Word for word, set down every line of the entries below from the line with "summary.high_risk_count += 1;" to the line with "let req = &tx.request;", including both, and no other line.

Saved entries
☆ ☆ ☆ ☆ ☆ ☆ ☆
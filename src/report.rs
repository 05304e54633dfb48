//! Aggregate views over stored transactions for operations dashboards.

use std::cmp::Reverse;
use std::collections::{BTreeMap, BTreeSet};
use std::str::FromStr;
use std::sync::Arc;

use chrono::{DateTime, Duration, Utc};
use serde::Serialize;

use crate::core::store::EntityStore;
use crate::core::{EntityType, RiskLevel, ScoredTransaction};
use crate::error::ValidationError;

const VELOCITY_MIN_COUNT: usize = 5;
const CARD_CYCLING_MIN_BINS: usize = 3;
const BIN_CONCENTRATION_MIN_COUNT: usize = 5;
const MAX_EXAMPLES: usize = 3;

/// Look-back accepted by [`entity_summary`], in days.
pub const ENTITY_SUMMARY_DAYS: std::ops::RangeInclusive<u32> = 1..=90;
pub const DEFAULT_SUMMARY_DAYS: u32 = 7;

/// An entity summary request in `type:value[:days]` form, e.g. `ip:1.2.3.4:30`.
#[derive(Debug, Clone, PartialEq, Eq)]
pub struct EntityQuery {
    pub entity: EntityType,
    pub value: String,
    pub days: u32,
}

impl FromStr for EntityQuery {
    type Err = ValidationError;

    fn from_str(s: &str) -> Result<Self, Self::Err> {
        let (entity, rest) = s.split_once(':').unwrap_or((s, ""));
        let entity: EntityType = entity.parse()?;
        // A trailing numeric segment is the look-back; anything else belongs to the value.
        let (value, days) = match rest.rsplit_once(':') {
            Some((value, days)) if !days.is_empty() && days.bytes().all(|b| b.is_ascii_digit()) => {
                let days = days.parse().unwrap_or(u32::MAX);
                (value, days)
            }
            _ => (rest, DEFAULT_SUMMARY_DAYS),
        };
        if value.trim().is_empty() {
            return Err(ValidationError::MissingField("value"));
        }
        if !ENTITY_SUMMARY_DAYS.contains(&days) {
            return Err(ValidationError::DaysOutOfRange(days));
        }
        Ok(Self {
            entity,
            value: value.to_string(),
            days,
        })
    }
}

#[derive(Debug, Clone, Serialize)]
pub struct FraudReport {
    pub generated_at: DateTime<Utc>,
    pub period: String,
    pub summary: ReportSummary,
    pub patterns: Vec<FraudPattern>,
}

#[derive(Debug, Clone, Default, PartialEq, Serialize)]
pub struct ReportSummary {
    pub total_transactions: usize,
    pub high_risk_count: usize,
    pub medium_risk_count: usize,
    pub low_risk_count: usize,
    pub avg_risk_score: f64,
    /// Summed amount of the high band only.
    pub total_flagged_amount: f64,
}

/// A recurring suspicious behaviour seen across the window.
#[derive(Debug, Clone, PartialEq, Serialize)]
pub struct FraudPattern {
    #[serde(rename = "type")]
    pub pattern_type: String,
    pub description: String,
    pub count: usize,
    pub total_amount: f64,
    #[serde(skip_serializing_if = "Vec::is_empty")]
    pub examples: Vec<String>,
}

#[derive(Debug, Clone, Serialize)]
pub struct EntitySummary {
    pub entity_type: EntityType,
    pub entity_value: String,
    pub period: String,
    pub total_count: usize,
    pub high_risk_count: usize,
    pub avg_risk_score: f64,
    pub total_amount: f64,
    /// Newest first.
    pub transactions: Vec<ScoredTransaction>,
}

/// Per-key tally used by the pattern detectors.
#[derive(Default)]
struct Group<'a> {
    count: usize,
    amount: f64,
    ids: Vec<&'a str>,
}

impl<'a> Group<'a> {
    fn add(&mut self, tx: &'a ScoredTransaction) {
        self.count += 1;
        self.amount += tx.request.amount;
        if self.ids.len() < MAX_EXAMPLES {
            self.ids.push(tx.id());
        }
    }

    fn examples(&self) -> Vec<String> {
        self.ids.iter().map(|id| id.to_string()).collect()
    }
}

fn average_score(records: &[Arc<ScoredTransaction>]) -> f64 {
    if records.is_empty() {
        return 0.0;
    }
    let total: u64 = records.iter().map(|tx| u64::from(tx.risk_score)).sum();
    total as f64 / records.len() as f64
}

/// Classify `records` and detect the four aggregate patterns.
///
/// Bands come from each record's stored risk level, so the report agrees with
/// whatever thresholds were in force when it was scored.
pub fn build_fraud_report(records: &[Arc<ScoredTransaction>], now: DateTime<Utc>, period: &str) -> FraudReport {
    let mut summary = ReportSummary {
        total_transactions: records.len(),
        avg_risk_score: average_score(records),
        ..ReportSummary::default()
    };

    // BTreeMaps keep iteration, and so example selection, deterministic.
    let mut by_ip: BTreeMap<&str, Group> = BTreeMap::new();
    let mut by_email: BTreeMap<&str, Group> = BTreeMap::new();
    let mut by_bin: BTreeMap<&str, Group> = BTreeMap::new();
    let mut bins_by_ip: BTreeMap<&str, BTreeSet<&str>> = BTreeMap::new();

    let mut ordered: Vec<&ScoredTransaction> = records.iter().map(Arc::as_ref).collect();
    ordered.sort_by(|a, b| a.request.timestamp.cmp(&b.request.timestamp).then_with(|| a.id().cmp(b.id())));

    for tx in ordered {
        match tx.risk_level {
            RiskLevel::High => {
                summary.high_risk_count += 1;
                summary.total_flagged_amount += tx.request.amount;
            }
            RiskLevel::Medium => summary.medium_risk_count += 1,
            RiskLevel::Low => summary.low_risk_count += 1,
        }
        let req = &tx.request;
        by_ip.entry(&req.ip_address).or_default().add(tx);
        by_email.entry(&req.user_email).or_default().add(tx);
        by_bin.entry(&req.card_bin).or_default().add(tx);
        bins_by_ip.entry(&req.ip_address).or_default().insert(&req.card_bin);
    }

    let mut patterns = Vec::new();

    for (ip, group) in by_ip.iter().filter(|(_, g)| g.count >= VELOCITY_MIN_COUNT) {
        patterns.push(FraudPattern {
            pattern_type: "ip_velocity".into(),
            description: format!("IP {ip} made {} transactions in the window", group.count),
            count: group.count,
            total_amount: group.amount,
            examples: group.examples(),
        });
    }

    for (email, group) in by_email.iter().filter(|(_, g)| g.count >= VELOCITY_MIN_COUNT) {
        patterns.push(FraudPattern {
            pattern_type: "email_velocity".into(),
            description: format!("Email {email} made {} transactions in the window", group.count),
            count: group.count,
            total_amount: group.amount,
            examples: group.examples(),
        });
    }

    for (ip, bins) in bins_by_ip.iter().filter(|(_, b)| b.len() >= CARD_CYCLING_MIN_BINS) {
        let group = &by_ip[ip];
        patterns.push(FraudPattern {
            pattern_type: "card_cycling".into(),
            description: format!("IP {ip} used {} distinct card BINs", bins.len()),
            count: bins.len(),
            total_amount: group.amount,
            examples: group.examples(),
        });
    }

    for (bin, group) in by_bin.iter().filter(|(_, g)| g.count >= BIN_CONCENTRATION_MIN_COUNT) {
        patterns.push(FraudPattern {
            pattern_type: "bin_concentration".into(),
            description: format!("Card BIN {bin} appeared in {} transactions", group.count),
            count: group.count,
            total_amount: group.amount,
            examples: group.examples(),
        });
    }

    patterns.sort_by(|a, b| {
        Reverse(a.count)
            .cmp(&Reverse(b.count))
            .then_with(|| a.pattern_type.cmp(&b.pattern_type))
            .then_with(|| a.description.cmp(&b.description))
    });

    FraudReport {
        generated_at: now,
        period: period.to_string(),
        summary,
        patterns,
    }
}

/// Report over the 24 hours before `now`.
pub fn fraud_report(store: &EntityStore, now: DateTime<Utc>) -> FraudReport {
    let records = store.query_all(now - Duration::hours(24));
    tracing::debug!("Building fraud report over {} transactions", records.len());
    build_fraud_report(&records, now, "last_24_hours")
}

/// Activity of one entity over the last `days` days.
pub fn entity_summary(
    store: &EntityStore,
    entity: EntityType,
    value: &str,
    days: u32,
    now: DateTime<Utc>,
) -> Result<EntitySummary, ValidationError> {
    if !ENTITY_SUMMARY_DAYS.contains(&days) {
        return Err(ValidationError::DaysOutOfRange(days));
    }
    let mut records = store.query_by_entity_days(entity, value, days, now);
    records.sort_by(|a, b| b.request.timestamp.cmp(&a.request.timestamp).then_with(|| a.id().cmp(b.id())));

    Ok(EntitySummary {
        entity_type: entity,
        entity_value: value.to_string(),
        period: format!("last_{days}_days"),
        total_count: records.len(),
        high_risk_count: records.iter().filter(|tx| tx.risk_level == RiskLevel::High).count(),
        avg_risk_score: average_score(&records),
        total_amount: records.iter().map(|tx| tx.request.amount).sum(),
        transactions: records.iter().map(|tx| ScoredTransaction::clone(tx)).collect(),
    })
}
☆ ☆ ☆ ☆ ☆ ☆ ☆
## ANSWER SECTION:
                summary.high_risk_count += 1;
                summary.total_flagged_amount += tx.request.amount;
            }
            RiskLevel::Medium => summary.medium_risk_count += 1,
            RiskLevel::Low => summary.low_risk_count += 1,
        }
        let req = &tx.request;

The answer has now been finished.